Given records:
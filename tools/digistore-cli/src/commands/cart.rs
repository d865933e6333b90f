//! Cart commands.

use anyhow::{bail, Result};
use dialoguer::Confirm;
use digistore_sdk::digistore_commerce::cart::SelectedOptions;
use digistore_sdk::digistore_commerce::ProductId;
use digistore_sdk::Storefront;
use serde_json::json;

use super::{CartArgs, CartCommand};
use crate::context::Context;
use crate::output::truncate;

/// Run the cart command.
pub async fn run(args: CartArgs, ctx: &Context) -> Result<()> {
    let mut store = ctx.storefront()?;

    match args.command.unwrap_or(CartCommand::Show) {
        CartCommand::Show => {}
        CartCommand::Add {
            product,
            quantity,
            options,
        } => {
            if quantity <= 0 {
                bail!("Quantity must be at least 1");
            }
            let options: Option<SelectedOptions> =
                (!options.is_empty()).then(|| options.into_iter().collect());
            store.add_to_cart_with_options(&ProductId::new(&product), quantity, options)?;
            ctx.output.success(&format!("{} × {}", store.t("product.addToCart"), quantity));
        }
        CartCommand::Update { product, quantity } => {
            if !store.update_quantity(&ProductId::new(&product), quantity) {
                bail!("'{}' is not in the cart", product);
            }
            ctx.output.success(&format!("{}: {}", store.t("cart.quantity"), quantity.max(0)));
        }
        CartCommand::Remove { product } => {
            if !store.remove_from_cart(&ProductId::new(&product)) {
                bail!("'{}' is not in the cart", product);
            }
            ctx.output.success(&store.t("cart.remove"));
        }
        CartCommand::Clear { yes } => {
            if store.cart().is_empty() {
                ctx.output.info(&store.t("cart.empty"));
                return Ok(());
            }
            let confirmed = yes
                || ctx.output.is_json()
                || Confirm::new()
                    .with_prompt(format!("{}?", store.t("common.confirm")))
                    .default(false)
                    .interact()?;
            if !confirmed {
                ctx.output.info(&store.t("common.cancel"));
                return Ok(());
            }
            store.clear_cart();
            ctx.output.success(&store.t("cart.empty"));
            return Ok(());
        }
    }

    show(&store, ctx);
    Ok(())
}

/// Print the cart and its totals in the preferred currency.
pub fn show(store: &Storefront, ctx: &Context) {
    let pricing = store.pricing();

    if ctx.output.is_json() {
        ctx.output.json(&json!({
            "items": store.cart().lines(),
            "pricing": pricing,
            "currency": store.preferences().currency,
        }));
        return;
    }

    ctx.output.header(&store.t("cart.title"));
    if store.cart().is_empty() {
        ctx.output.info(&store.t("cart.empty"));
        return;
    }

    let widths = [24, 30, 5, 14];
    for line in store.cart().lines() {
        let quantity = line.quantity.to_string();
        let subtotal = store.format_price(&line.subtotal());
        ctx.output.table_row(
            &[
                line.product_id.as_str(),
                &truncate(&line.product.name, 30),
                &quantity,
                &subtotal,
            ],
            &widths,
        );
    }

    println!();
    ctx.output.kv(
        &store.t("cart.quantity"),
        &store.t_plural("cart.items", store.cart().total_items().max(0) as u64),
    );
    ctx.output.kv(&store.t("cart.subtotal"), &store.format_price(&pricing.subtotal));
    if let Some(code) = &pricing.coupon_code {
        ctx.output.kv(
            &store.t("cart.discount"),
            &format!("-{} ({})", store.format_price(&pricing.discount), code),
        );
    }
    ctx.output.kv(&store.t("cart.total"), &store.format_price(&pricing.total));
}
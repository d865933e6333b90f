//! Simulated session: login, register and logout.
//!
//! Calls sleep for a configurable latency to stand in for a backend round
//! trip. Only one login or register may be in flight per engine; a second
//! call while one is pending fails with [`AuthError::OperationPending`].
//!
//! There is no account backend: an email counts as taken only if it was
//! registered through this engine or belongs to the user it was restored
//! with.

use std::collections::HashSet;
use std::sync::{Mutex, MutexGuard};
use std::time::Duration;

use digistore_commerce::checkout::Order;
use tracing::{debug, info, warn};

use crate::user::{RegisterRequest, User, UserUpdate};
use crate::AuthError;

/// Default simulated round-trip latency.
pub const DEFAULT_LATENCY: Duration = Duration::from_millis(1000);

#[derive(Debug, Default)]
struct SessionState {
    user: Option<User>,
    loading: bool,
    /// Lowercased emails registered through this engine.
    registered: HashSet<String>,
}

/// Owns the current user and the in-flight flag.
///
/// Methods take `&self` so a pending call and a status query can overlap.
#[derive(Debug)]
pub struct SessionEngine {
    state: Mutex<SessionState>,
    latency: Duration,
}

impl Default for SessionEngine {
    fn default() -> Self {
        Self::new(DEFAULT_LATENCY)
    }
}

impl SessionEngine {
    /// Create an engine with no user.
    pub fn new(latency: Duration) -> Self {
        Self {
            state: Mutex::new(SessionState::default()),
            latency,
        }
    }

    /// Create an engine restored from a persisted user.
    ///
    /// The restored user's email is treated as registered.
    pub fn with_user(latency: Duration, user: Option<User>) -> Self {
        let mut state = SessionState::default();
        if let Some(user) = &user {
            state.registered.insert(user.email.trim().to_lowercase());
        }
        state.user = user;
        Self {
            state: Mutex::new(state),
            latency,
        }
    }

    pub fn latency(&self) -> Duration {
        self.latency
    }

    /// Log in. Any email and password are accepted.
    pub async fn login(&self, email: &str, password: &str) -> Result<User, AuthError> {
        let _pending = self.begin()?;
        debug!(email, password_len = password.len(), "login started");

        tokio::time::sleep(self.latency).await;

        let user = User::new(email.trim());
        self.state().user = Some(user.clone());
        info!(user_id = %user.id, "logged in");
        Ok(user)
    }

    /// Register a new account and log it in.
    ///
    /// Fails if the email was already registered with this engine, leaving
    /// the current session untouched.
    pub async fn register(&self, request: RegisterRequest) -> Result<User, AuthError> {
        let _pending = self.begin()?;
        debug!(email = %request.email, "register started");

        tokio::time::sleep(self.latency).await;

        let key = request.email.trim().to_lowercase();
        let mut state = self.state();
        if state.registered.contains(&key) {
            warn!(email = %request.email, "email already registered");
            return Err(AuthError::EmailAlreadyRegistered(request.email));
        }

        let user = User::from_registration(&request);
        state.registered.insert(key);
        state.user = Some(user.clone());
        info!(user_id = %user.id, "registered");
        Ok(user)
    }

    /// Drop the current user.
    pub fn logout(&self) {
        if let Some(user) = self.state().user.take() {
            info!(user_id = %user.id, "logged out");
        }
    }

    /// Apply a profile update. Fails when nobody is logged in.
    pub fn update_user(&self, update: UserUpdate) -> Result<User, AuthError> {
        let mut state = self.state();
        let user = state.user.as_mut().ok_or(AuthError::NotAuthenticated)?;
        user.apply(update);
        Ok(user.clone())
    }

    /// Record an order as the most recent one.
    pub fn add_order(&self, order: Order) -> Result<(), AuthError> {
        let mut state = self.state();
        let user = state.user.as_mut().ok_or(AuthError::NotAuthenticated)?;
        debug!(order_id = %order.id, "order added");
        user.orders.insert(0, order);
        Ok(())
    }

    pub fn is_authenticated(&self) -> bool {
        self.state()
            .user
            .as_ref()
            .map(|u| u.is_authenticated)
            .unwrap_or(false)
    }

    /// Snapshot of the current user.
    pub fn user(&self) -> Option<User> {
        self.state().user.clone()
    }

    /// Whether a login or register call is in flight.
    pub fn is_loading(&self) -> bool {
        self.state().loading
    }

    fn state(&self) -> MutexGuard<'_, SessionState> {
        self.state.lock().unwrap_or_else(|poisoned| poisoned.into_inner())
    }

    /// Mark an operation as in flight, or fail if one already is.
    fn begin(&self) -> Result<PendingGuard<'_>, AuthError> {
        let mut state = self.state();
        if state.loading {
            debug!("session operation rejected, another is pending");
            return Err(AuthError::OperationPending);
        }
        state.loading = true;
        Ok(PendingGuard { engine: self })
    }
}

/// Clears the loading flag when the operation finishes, fails or is dropped.
struct PendingGuard<'a> {
    engine: &'a SessionEngine,
}

impl Drop for PendingGuard<'_> {
    fn drop(&mut self) {
        self.engine.state().loading = false;
    }
}

#[cfg(test)]
mod tests {
    use super::*;
    use digistore_commerce::cart::Cart;

    fn engine() -> SessionEngine {
        SessionEngine::new(Duration::from_millis(20))
    }

    #[tokio::test]
    async fn test_login_sets_user() {
        let engine = engine();
        assert!(!engine.is_authenticated());

        let user = engine.login("amine@example.dz", "whatever").await.unwrap();
        assert_eq!(user.display_name(), "amine");
        assert!(engine.is_authenticated());
        assert!(!engine.is_loading());
        assert_eq!(engine.user().map(|u| u.email), Some("amine@example.dz".to_string()));
    }

    #[tokio::test]
    async fn test_loading_flag_during_call() {
        let engine = engine();
        let (result, was_loading) = tokio::join!(engine.login("a@b.com", "x"), async {
            tokio::time::sleep(Duration::from_millis(5)).await;
            engine.is_loading()
        });
        assert!(result.is_ok());
        assert!(was_loading);
        assert!(!engine.is_loading());
    }

    #[tokio::test]
    async fn test_second_call_while_pending_is_rejected() {
        let engine = engine();
        let (first, second) = tokio::join!(
            engine.login("first@example.com", "x"),
            engine.login("second@example.com", "x")
        );
        assert!(first.is_ok());
        assert_eq!(second.unwrap_err(), AuthError::OperationPending);
        assert_eq!(engine.user().unwrap().email, "first@example.com");
    }

    #[tokio::test]
    async fn test_register_collision_keeps_state() {
        let engine = engine();
        let request = RegisterRequest::new("Amine", "Benali", "amine@example.dz", "secret123");
        let first = engine.register(request.clone()).await.unwrap();

        let mut again = request;
        again.email = "AMINE@example.dz".into();
        let result = engine.register(again).await;
        assert!(matches!(result, Err(AuthError::EmailAlreadyRegistered(_))));
        assert_eq!(engine.user().unwrap().id, first.id);
        assert!(!engine.is_loading());
    }

    #[tokio::test]
    async fn test_logout() {
        let engine = engine();
        engine.login("a@b.com", "x").await.unwrap();
        engine.logout();
        assert!(!engine.is_authenticated());
        assert!(engine.user().is_none());
    }

    #[tokio::test]
    async fn test_cancelled_call_clears_loading() {
        let engine = SessionEngine::new(Duration::from_secs(60));
        let result =
            tokio::time::timeout(Duration::from_millis(10), engine.login("a@b.com", "x")).await;
        assert!(result.is_err());
        assert!(!engine.is_loading());
        assert!(engine.user().is_none());
    }

    #[test]
    fn test_update_and_orders_require_user() {
        let engine = engine();
        assert_eq!(
            engine.update_user(UserUpdate::default()).unwrap_err(),
            AuthError::NotAuthenticated
        );
        let order = Order::from_cart(&Cart::new(), "a@b.com");
        assert_eq!(engine.add_order(order).unwrap_err(), AuthError::NotAuthenticated);
    }

    #[tokio::test]
    async fn test_restored_email_is_taken() {
        let engine = SessionEngine::with_user(Duration::ZERO, Some(User::new("Sara@Example.dz")));
        let request = RegisterRequest::new("Sara", "B", "sara@example.dz", "s3cret!pass");
        assert!(matches!(
            engine.register(request).await,
            Err(AuthError::EmailAlreadyRegistered(_))
        ));
        assert_eq!(engine.user().map(|u| u.email), Some("Sara@Example.dz".to_string()));

        let other = RegisterRequest::new("Yacine", "K", "yacine@example.dz", "s3cret!pass");
        assert!(engine.register(other).await.is_ok());
    }

    #[test]
    fn test_orders_most_recent_first() {
        let engine = SessionEngine::with_user(Duration::ZERO, Some(User::new("a@b.com")));
        let first = Order::from_cart(&Cart::new(), "a@b.com");
        let second = Order::from_cart(&Cart::new(), "a@b.com");
        engine.add_order(first.clone()).unwrap();
        engine.add_order(second.clone()).unwrap();

        let orders = engine.user().unwrap().orders;
        assert_eq!(orders[0].id, second.id);
        assert_eq!(orders[1].id, first.id);
    }

    #[test]
    fn test_update_user() {
        let engine = SessionEngine::with_user(Duration::ZERO, Some(User::new("a@b.com")));
        let user = engine
            .update_user(UserUpdate {
                name: Some("Amine".into()),
                ..Default::default()
            })
            .unwrap();
        assert_eq!(user.display_name(), "Amine");
    }
}
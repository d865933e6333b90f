//! SDK error types.

use thiserror::Error;

/// Errors surfaced by the storefront facade.
#[derive(Error, Debug)]
pub enum SdkError {
    /// Configuration file could not be read or parsed.
    #[error("Invalid configuration {path}: {reason}")]
    Config { path: String, reason: String },

    /// Reference data failed to load.
    #[error(transparent)]
    Commerce(#[from] digistore_commerce::CommerceError),

    /// Message catalogs failed to load, or a preference was rejected.
    #[error(transparent)]
    I18n(#[from] digistore_i18n::I18nError),

    /// Storage backend failed to open.
    #[error(transparent)]
    Cache(#[from] digistore_cache::CacheError),

    /// Session operation failed.
    #[error(transparent)]
    Auth(#[from] digistore_auth::AuthError),

    /// Checkout attempted on an empty cart.
    #[error("Cart is empty")]
    EmptyCart,
}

Directions: If a line of the entries holds the word "trip", copy it out.

Task answer:
//! trip. Only one login or register may be in flight per engine; a second
/// Default simulated round-trip latency.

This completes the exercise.